I do in fact see Twitter and Facebook as doing separate things; as noted, I see Twitter as complementary to what I already do, and Facebook trying hard to replace what I do with an inferior product. And while I agree that Twitter is in many ways “texting on the Internet,” suggesting that because SMS is becoming irrelevant, Twitter may also become so doesn’t track. SMS is a particular technology, whereas “texting” is an action. Twitter seems to be doing just fine carrying over that behavior into a new medium.
Eridani@15: I think part of the problem with Google Wave was their insistance on transmitting every character as you typed. There was no point in this, and it just screwed up performance.

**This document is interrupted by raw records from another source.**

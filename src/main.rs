//! assorted-bricks - CLI tool to sort a LEGO inventory into storage bins.

use std::fmt::Write as _;
use std::path::PathBuf;

use anyhow::{Context, Result};
use clap::Parser;
use rand::Rng;
use tracing::{info, warn};
use tracing_subscriber::EnvFilter;

use assorted_bricks::config::MAX_SEED;
use assorted_bricks::{
    parse_inventory_file, parse_seed, ClusteringResult, HierarchyCatalog, InputFormat, Pipeline,
    SetCache, SetSource, DEFAULT_CLUSTERS,
};

/// Cluster a LEGO part inventory into labelled storage bins.
#[derive(Parser, Debug)]
#[command(name = "assorted-bricks")]
#[command(author, version, about, long_about = None)]
struct Args {
    /// Hierarchy catalog (JSON)
    #[arg(short, long)]
    catalog: PathBuf,

    /// Inventory file (Rebrickable CSV, BrickStore XML, LDCad PBG or Rebrickable JSON)
    #[arg(short, long, required_unless_present = "set", conflicts_with = "set")]
    input: Option<PathBuf>,

    /// Set number to load from the set cache
    #[arg(long, requires = "set_dir")]
    set: Option<String>,

    /// Directory of cached set inventories (<set>.json)
    #[arg(long)]
    set_dir: Option<PathBuf>,

    /// Number of bins
    #[arg(short = 'k', long, default_value_t = DEFAULT_CLUSTERS)]
    clusters: usize,

    /// Seed for the clustering initialization (0-4294967295)
    #[arg(long, value_parser = seed_arg)]
    seed: Option<u64>,

    /// Draw a random seed and report it
    #[arg(long, conflicts_with = "seed")]
    random_seed: bool,

    /// Input format, inferred from the extension or content when omitted
    #[arg(short, long)]
    format: Option<InputFormat>,

    /// Write the full result as JSON
    #[arg(long)]
    json: bool,

    /// Output file path (stdout when omitted)
    #[arg(short, long)]
    output: Option<PathBuf>,

    /// Verbose output
    #[arg(short, long)]
    verbose: bool,
}

fn seed_arg(s: &str) -> std::result::Result<u64, String> {
    parse_seed(s).map_err(|e| e.to_string())
}

fn main() -> Result<()> {
    let args = Args::parse();

    // Initialize logging
    let filter = if args.verbose {
        EnvFilter::new("debug")
    } else {
        EnvFilter::new("info")
    };

    tracing_subscriber::fmt()
        .with_env_filter(filter)
        .with_target(false)
        .with_writer(std::io::stderr)
        .init();

    let catalog = HierarchyCatalog::from_path(&args.catalog)
        .with_context(|| format!("Failed to load catalog {}", args.catalog.display()))?;
    info!("Loaded {} hierarchy node(s)", catalog.len());

    let parsed = match (&args.input, &args.set, &args.set_dir) {
        (Some(input), _, _) => {
            info!("Processing: {}", input.display());
            parse_inventory_file(input, args.format)
                .with_context(|| format!("Failed to parse {}", input.display()))?
        }
        (None, Some(set), Some(dir)) => {
            info!("Processing set {}", set);
            SetCache::new(dir)
                .inventory(set)
                .with_context(|| format!("Failed to load set {}", set))?
        }
        _ => anyhow::bail!("Either --input or --set with --set-dir is required"),
    };

    let seed = if args.random_seed {
        let seed = rand::thread_rng().gen_range(0..=MAX_SEED);
        info!("Random seed: {}", seed);
        Some(seed)
    } else {
        args.seed
    };

    let result = Pipeline::new(&catalog)
        .run_parsed(parsed, args.clusters, seed)
        .context("Clustering failed")?;

    if result.effective_k < result.requested_k {
        warn!(
            "Only {} distinct part kind(s); {} bin(s) left empty",
            result.effective_k,
            result.requested_k - result.effective_k
        );
    }

    let report = if args.json {
        serde_json::to_string_pretty(&result)?
    } else {
        render_report(&result)
    };

    match &args.output {
        Some(path) => {
            std::fs::write(path, &report)
                .with_context(|| format!("Failed to write {}", path.display()))?;
            info!("Generated: {}", path.display());
        }
        None => println!("{}", report),
    }

    Ok(())
}

/// Plain-text listing of every non-empty bin.
fn render_report(result: &ClusteringResult) -> String {
    let mut out = String::new();
    for (n, bin) in result.non_empty_clusters().enumerate() {
        let _ = writeln!(
            out,
            "Bin {}: {} ({} pieces, {} parts)",
            n + 1,
            bin.label,
            bin.quantity,
            bin.part_count
        );
        for record in result.members(bin) {
            let _ = writeln!(
                out,
                "  {} color {} x{}",
                record.catalog_id, record.color, record.quantity
            );
        }
    }
    let _ = write!(
        out,
        "seed {}, inertia {:.4}",
        result.seed, result.stats.inertia
    );
    if let Some(silhouette) = result.stats.silhouette {
        let _ = write!(out, ", silhouette {:.4}", silhouette);
    }
    out
}
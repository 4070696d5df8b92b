//! Inventory file parsers.
//!
//! Every supported format is a concrete [`InventoryParser`]; [`InputFormat`]
//! names them and dispatches to the right one.

pub(crate) mod fields;
mod markup;
mod pbg;
mod rebrickable;
mod tabular;

use std::fmt;
use std::path::Path;
use std::str::FromStr;

use serde::{Deserialize, Serialize};

use crate::error::{Result, SortError, Warning};
use crate::model::{Inventory, PartRecord};

pub use markup::MarkupParser;
pub use pbg::PackedGroupParser;
pub use rebrickable::RebrickableJsonParser;
pub use tabular::TabularParser;

/// Supported inventory formats.
#[derive(Debug, Clone, Copy, PartialEq, Eq, Hash, Serialize, Deserialize)]
#[serde(rename_all = "kebab-case")]
pub enum InputFormat {
    /// Delimited rows with named columns (Rebrickable CSV export).
    Tabular,
    /// Nested item elements (BrickStore XML).
    Markup,
    /// Group records under an `<items>` marker (LDCad part bin group).
    PackedGroup,
    /// Rebrickable API set-parts response.
    RebrickableJson,
}

impl InputFormat {
    /// All formats, in detection order.
    pub const ALL: [InputFormat; 4] = [
        InputFormat::Markup,
        InputFormat::PackedGroup,
        InputFormat::RebrickableJson,
        InputFormat::Tabular,
    ];

    /// Parser for this format.
    pub fn parser(self) -> &'static dyn InventoryParser {
        match self {
            InputFormat::Tabular => &TabularParser,
            InputFormat::Markup => &MarkupParser,
            InputFormat::PackedGroup => &PackedGroupParser,
            InputFormat::RebrickableJson => &RebrickableJsonParser,
        }
    }

    /// Parse raw bytes in this format.
    pub fn parse(self, raw: &[u8]) -> Result<ParsedInventory> {
        self.parser().parse(raw)
    }

    /// Usual file extension.
    pub fn extension(self) -> &'static str {
        match self {
            InputFormat::Tabular => "csv",
            InputFormat::Markup => "bsx",
            InputFormat::PackedGroup => "pbg",
            InputFormat::RebrickableJson => "json",
        }
    }

    /// Map a file extension to a format.
    pub fn from_extension(ext: &str) -> Option<Self> {
        match ext.trim_start_matches('.').to_lowercase().as_str() {
            "csv" | "tsv" => Some(InputFormat::Tabular),
            "bsx" | "xml" => Some(InputFormat::Markup),
            "pbg" => Some(InputFormat::PackedGroup),
            "json" => Some(InputFormat::RebrickableJson),
            _ => None,
        }
    }

    /// Guess the format from the leading bytes of a payload.
    pub fn detect(raw: &[u8]) -> Option<Self> {
        let text = String::from_utf8_lossy(raw);
        let head = text.trim_start_matches('\u{feff}').trim_start();

        if head.starts_with('<') {
            Some(InputFormat::Markup)
        } else if head.starts_with(pbg::OPTIONS_HEADER) {
            Some(InputFormat::PackedGroup)
        } else if head.starts_with('{') {
            Some(InputFormat::RebrickableJson)
        } else if head.lines().next().is_some_and(tabular::looks_like_header) {
            Some(InputFormat::Tabular)
        } else {
            None
        }
    }
}

impl fmt::Display for InputFormat {
    fn fmt(&self, f: &mut fmt::Formatter<'_>) -> fmt::Result {
        match self {
            InputFormat::Tabular => write!(f, "tabular"),
            InputFormat::Markup => write!(f, "markup"),
            InputFormat::PackedGroup => write!(f, "packed-group"),
            InputFormat::RebrickableJson => write!(f, "rebrickable-json"),
        }
    }
}

impl FromStr for InputFormat {
    type Err = SortError;

    fn from_str(s: &str) -> Result<Self> {
        match s.trim().to_lowercase().as_str() {
            "tabular" | "csv" => Ok(InputFormat::Tabular),
            "markup" | "xml" | "bsx" => Ok(InputFormat::Markup),
            "packed-group" | "pbg" => Ok(InputFormat::PackedGroup),
            "rebrickable-json" | "json" => Ok(InputFormat::RebrickableJson),
            other => Err(SortError::invalid_parameter(
                "format",
                format!("unknown input format '{}'", other),
            )),
        }
    }
}

/// Common parsing capability of every input format.
pub trait InventoryParser: Send + Sync {
    /// Format handled by this parser.
    fn format(&self) -> InputFormat;

    /// Parse a raw payload into part records.
    ///
    /// Structural problems abort with [`SortError::MalformedInput`];
    /// individually rejected records are reported as warnings.
    fn parse(&self, raw: &[u8]) -> Result<ParsedInventory>;
}

/// Parser output: the inventory plus per-record warnings.
#[derive(Debug, Clone, Default, PartialEq, Eq)]
pub struct ParsedInventory {
    pub inventory: Inventory,
    pub warnings: Vec<Warning>,
}

impl ParsedInventory {
    /// Create an empty result.
    pub fn new() -> Self {
        Self::default()
    }

    /// Add an accepted record.
    pub fn accept(&mut self, record: PartRecord) {
        self.inventory.push(record);
    }

    /// Report a record dropped by the parser.
    pub fn reject(
        &mut self,
        format: InputFormat,
        location: impl Into<String>,
        reason: impl Into<String>,
    ) {
        let warning = Warning::RejectedRecord {
            format,
            location: location.into(),
            reason: reason.into(),
        };
        tracing::warn!("{}", warning);
        self.warnings.push(warning);
    }
}

/// Parse an inventory file from a path.
///
/// The format is taken from `format`, else from the file extension, else
/// sniffed from the content.
pub fn parse_inventory_file(path: &Path, format: Option<InputFormat>) -> Result<ParsedInventory> {
    use std::fs;

    if !path.exists() {
        return Err(SortError::FileNotFound {
            path: path.to_path_buf(),
        });
    }

    let raw = fs::read(path)?;
    if raw.iter().all(|b| b.is_ascii_whitespace()) {
        return Err(SortError::EmptyFile {
            path: path.to_path_buf(),
        });
    }

    let format = format
        .or_else(|| {
            path.extension()
                .and_then(|e| e.to_str())
                .and_then(InputFormat::from_extension)
        })
        .or_else(|| InputFormat::detect(&raw))
        .ok_or_else(|| {
            SortError::invalid_parameter(
                "format",
                format!("cannot determine the format of {}", path.display()),
            )
        })?;

    tracing::debug!("Parsing {} as {}", path.display(), format);
    format.parse(&raw)
}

That and “waves” just got too unwieldy when they got big.
John: Unless you have a secret account, your Twitter usage is not the norm in that you appear to use it entirely as a microblog/broadcast service rather than as a two-way social networking service. Nothing wrong with that, but I wonder if it is this is part of what turns you off of Facebook. (Given that Facebook wants to force two-way networking in a way that Twitter does not.)
Facebook is great for keeping up with with friends and family who don’t live near you. Considering that your friends list is more a fans list, you’ve kind of nerfed yourself. It’s hard to keep your sister up to date on what’s going on in your life when the 4785 other people on your friends list are total strangers and you may not want them to know that Athena threw up on your feet last night (or whatever). I still haven’t figure out wtf Twitter is for. Tried it for a while, and the only thing I really used it for was updating my FB status while at work (and before I had an iPhone). I agree that FB’s sketchy privacy policies are very disturbing, and I’ve taken to closely managing my settings and not inputting sensitive information. Just because there’s a box labeled “SSN” doesn’t mean you have to fill it in.
I use Facebook to keep up with family and friends as I am a few states over from all of them. I also use it as a social way to talk to other artists.
I don’t have 6000 friends either because I don’t really want people that I do not know knowing my business or seeing photos of my family and kids. I never have played the I have more friends than you game and probably never will. I would rather have a few good friends then 1000 people that I know their names.
Facebook is what you make of it. I think it is a 150% improvement over myspace that lets everyone put backgrounds and animation and flash all over their page and they all over do it and it takes five minutes for one of their pages to load and then it is slow because of all the crap on it.
I know that Facebook or any other social site is not fool proof…I just try not to be the fool most of the time.
Facebook has never really appealed to me, but I like Twitter. My biggest complaint about Twitter is the distraction it causes when I need to concentrate (not unlike email or phone calls). To me, Facebook is a big commitment while Twitter is like a casual fling.
Results now, Scalzi!
We’d threaten to kidnap Tunch,
if we could lift him…
So glad to see a reference to the September That Never Ends. I like to think that’s what that Green Day song is about.
I have a friends only Facebook account that I use for stories about my kids, and really like that you can mute most of the other crap on the site. But I’d been doing that for years via blogs and such. I do like that I can now do it with my non-blogging friends, of which I do have a few.